Rose pressed his lips together tightly, obviously mulling over the offer, and finally smiled brilliantly at him. “I am a man of my word, Marshal Flynn,” he said in a low, smooth voice. Flynn waited with eyebrows raised expectantly, and Rose simply smirked at him. “I wouldn’t feel right giving it, in that respect.”
Flynn rolled his eyes and sighed, turning the key and releasing Rose’s hand anyway. He unlocked the second cuff and watched warily as Rose rubbed at his sore wrists.
“I reckon I could allow you to change into something clean,” Flynn mused as he looked Rose over. His clothes were still damp from his escapade in the bath, and he looked slightly tattered.
“That would be quite human of you. If you’ll just hand me my bag
—
”
“I’ll hand you whatever you want out of your bag,” Flynn interrupted sternly. “Your hands ain’t going in that thing where I can’t see ’em.”
“Fair enough,” Rose said with an elegant shrug.
Flynn got up slowly, his eyes never leaving Rose as he opened up the bag and extracted several items of clothing. It was all high quality fabric, obviously stuffed haphazardly into the bag by someone who had not cared much for Rose or his belongings. The deputies in Junction City had made a quick job of gathering his things.
“If they left me any valuables, I’ll be quite shocked,” Rose murmured with a heavy sigh.
Flynn patted down a white linen shirt and then handed it to Rose. He inspected a pair of pinstriped trousers and a black silk vest as well, finding nothing in the pockets or in the lining, and he handed them over. There were no undergarments of any sort to be found.

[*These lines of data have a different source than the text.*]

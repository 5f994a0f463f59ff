//! Image I/O plugin framework
//!
//! **Why**: Every supported format follows the same life cycle
//! (open → read/write per frame → close), so callers, the registry and the
//! preloader drive any codec through two traits and never name a format.
//!
//! **Used by**: Registry (dispatch), Preloader (cache-through reads), CLI
//!
//! # Architecture
//!
//! - `ImageLoad` / `ImageSave`: codec capability traits
//! - `Loader` / `Saver`: closed sets of codec instances, dispatched with
//!   `enum_dispatch` (no runtime plugin loading)
//! - `ImageIoInfo`: what `open()` learned from the header
//! - `FrameInfo`: which frame, layer and proxy to read
//!
//! Codec instances own their file handles. `close()` releases them and is
//! also run on drop, so an error mid-read never leaks a handle.

use enum_dispatch::enum_dispatch;
use serde::{Deserialize, Serialize};
use std::path::PathBuf;

use crate::core::file_io::ReadBackend;
use crate::entities::{Attrs, FileInfo, Image, PixelData, PixelDataInfo, Proxy, Sequence};

pub mod error;
pub mod registry;

pub mod cineon;
pub mod dpx;
pub mod ffmpeg;
pub mod iff;
pub mod ifl;
pub mod jpeg;
pub mod lut;
pub mod openexr;
pub mod pic;
pub mod png;
pub mod ppm;
pub mod rla;
pub mod sgi;
pub mod targa;
pub mod tiff;

mod raster;

pub use error::{ErrorKind, IoError, IoResult};
pub use registry::{Format, Registry};

use cineon::{CineonLoad, CineonSave};
use dpx::{DpxLoad, DpxSave};
use ffmpeg::VideoLoad;
use iff::{IffLoad, IffSave};
use ifl::IflLoad;
use jpeg::{JpegLoad, JpegSave};
use lut::{LutLoad, LutSave};
use openexr::{ExrLoad, ExrSave};
use pic::{PicLoad, PicSave};
use png::{PngLoad, PngSave};
use ppm::{PpmLoad, PpmSave};
use rla::RlaLoad;
use sgi::{SgiLoad, SgiSave};
use targa::{TargaLoad, TargaSave};
use tiff::{TiffLoad, TiffSave};

/// Header information produced by `ImageLoad::open`
#[derive(Debug, Clone, PartialEq, Default)]
pub struct ImageIoInfo {
    pub file_name: PathBuf,
    /// One entry per layer; single-layer formats have exactly one
    pub layers: Vec<PixelDataInfo>,
    pub sequence: Sequence,
    pub tags: Attrs,
}

impl ImageIoInfo {
    pub fn new(info: PixelDataInfo) -> Self {
        Self {
            layers: vec![info],
            ..Default::default()
        }
    }

    /// First layer (default shape when no layers were reported).
    pub fn info(&self) -> PixelDataInfo {
        self.layers.first().cloned().unwrap_or_default()
    }

    pub fn width(&self) -> usize {
        self.layers.first().map(|l| l.width).unwrap_or(0)
    }

    pub fn height(&self) -> usize {
        self.layers.first().map(|l| l.height).unwrap_or(0)
    }
}

/// Which frame to read or write
#[derive(Debug, Clone, Copy, PartialEq, Eq, Hash)]
pub struct FrameInfo {
    /// Frame number; -1 means the first frame of the sequence (or the file itself)
    pub frame: i64,
    pub layer: usize,
    pub proxy: Proxy,
}

impl Default for FrameInfo {
    fn default() -> Self {
        Self { frame: -1, layer: 0, proxy: Proxy::None }
    }
}

impl FrameInfo {
    pub fn new(frame: i64) -> Self {
        Self { frame, ..Default::default() }
    }

    pub fn with_proxy(mut self, proxy: Proxy) -> Self {
        self.proxy = proxy;
        self
    }

    pub fn with_layer(mut self, layer: usize) -> Self {
        self.layer = layer;
        self
    }
}

/// Loader capability
#[enum_dispatch]
pub trait ImageLoad {
    /// Parse the header of `file` (first frame for sequences).
    fn open(&mut self, file: &FileInfo) -> IoResult<ImageIoInfo>;

    /// Decode one frame.
    fn read(&mut self, frame: &FrameInfo) -> IoResult<Image>;

    /// Release file handles and decoder state.
    fn close(&mut self) -> IoResult<()>;
}

/// Saver capability
#[enum_dispatch]
pub trait ImageSave {
    /// Bind to a destination; `info` describes what will be written.
    fn open(&mut self, file: &FileInfo, info: &ImageIoInfo) -> IoResult<()>;

    /// Encode one frame.
    fn write(&mut self, image: &Image, frame: &FrameInfo) -> IoResult<()>;

    fn close(&mut self) -> IoResult<()>;
}

/// Every loader the crate provides
#[enum_dispatch(ImageLoad)]
#[derive(Debug)]
pub enum Loader {
    PicLoad,
    IffLoad,
    IflLoad,
    LutLoad,
    PpmLoad,
    SgiLoad,
    TargaLoad,
    RlaLoad,
    CineonLoad,
    DpxLoad,
    JpegLoad,
    PngLoad,
    TiffLoad,
    ExrLoad,
    VideoLoad,
}

/// Every saver the crate provides
#[enum_dispatch(ImageSave)]
#[derive(Debug)]
pub enum Saver {
    PicSave,
    IffSave,
    LutSave,
    PpmSave,
    SgiSave,
    TargaSave,
    CineonSave,
    DpxSave,
    JpegSave,
    PngSave,
    TiffSave,
    ExrSave,
}

/// Per-codec options, persisted with the settings
#[derive(Debug, Clone, Default, PartialEq, Serialize, Deserialize)]
#[serde(default)]
pub struct IoOptions {
    pub read_backend: ReadBackend,
    pub pic: pic::PicOptions,
    pub iff: iff::IffOptions,
    pub lut: lut::LutOptions,
    pub ppm: ppm::PpmOptions,
    pub sgi: sgi::SgiOptions,
    pub targa: targa::TargaOptions,
    pub cineon: cineon::CineonOptions,
    pub dpx: dpx::DpxOptions,
    pub jpeg: jpeg::JpegOptions,
}

/// Apply the requested proxy to a decoded buffer.
pub(crate) fn apply_proxy(pixels: PixelData, frame: &FrameInfo) -> PixelData {
    if frame.proxy == Proxy::None {
        pixels
    } else {
        pixels.proxy_scale(frame.proxy)
    }
}

/// Reject out-of-range layer requests.
pub(crate) fn check_layer(
    plugin: &'static str,
    path: &std::path::Path,
    frame: &FrameInfo,
    layers: usize,
) -> IoResult<()> {
    if frame.layer >= layers.max(1) {
        return Err(IoError::read(
            plugin,
            path,
            format!("layer {} out of range ({} layers)", frame.layer, layers),
        ));
    }
    Ok(())
}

“That’s low,” Rose grumbled to himself as he changed unselfconsciously. “Stealing my underthings. Those were from Paris.”
“I’m sure they were something to write home about,” Flynn muttered wryly.
Rose snorted at him unhappily and went about disrobing and then putting on his clean clothing. Flynn had to admit the man cut a striking figure once he cleaned himself up, much like Cage had managed to do. They might turn heads, but it wouldn’t be because they were in irons.
Flynn handed Rose a wool frockcoat to top it off and the man shrugged into it with a nod of thanks. He patted the lapel pocket and then winced. “My pocket watch is gone,” he murmured in what appeared to be genuine distress.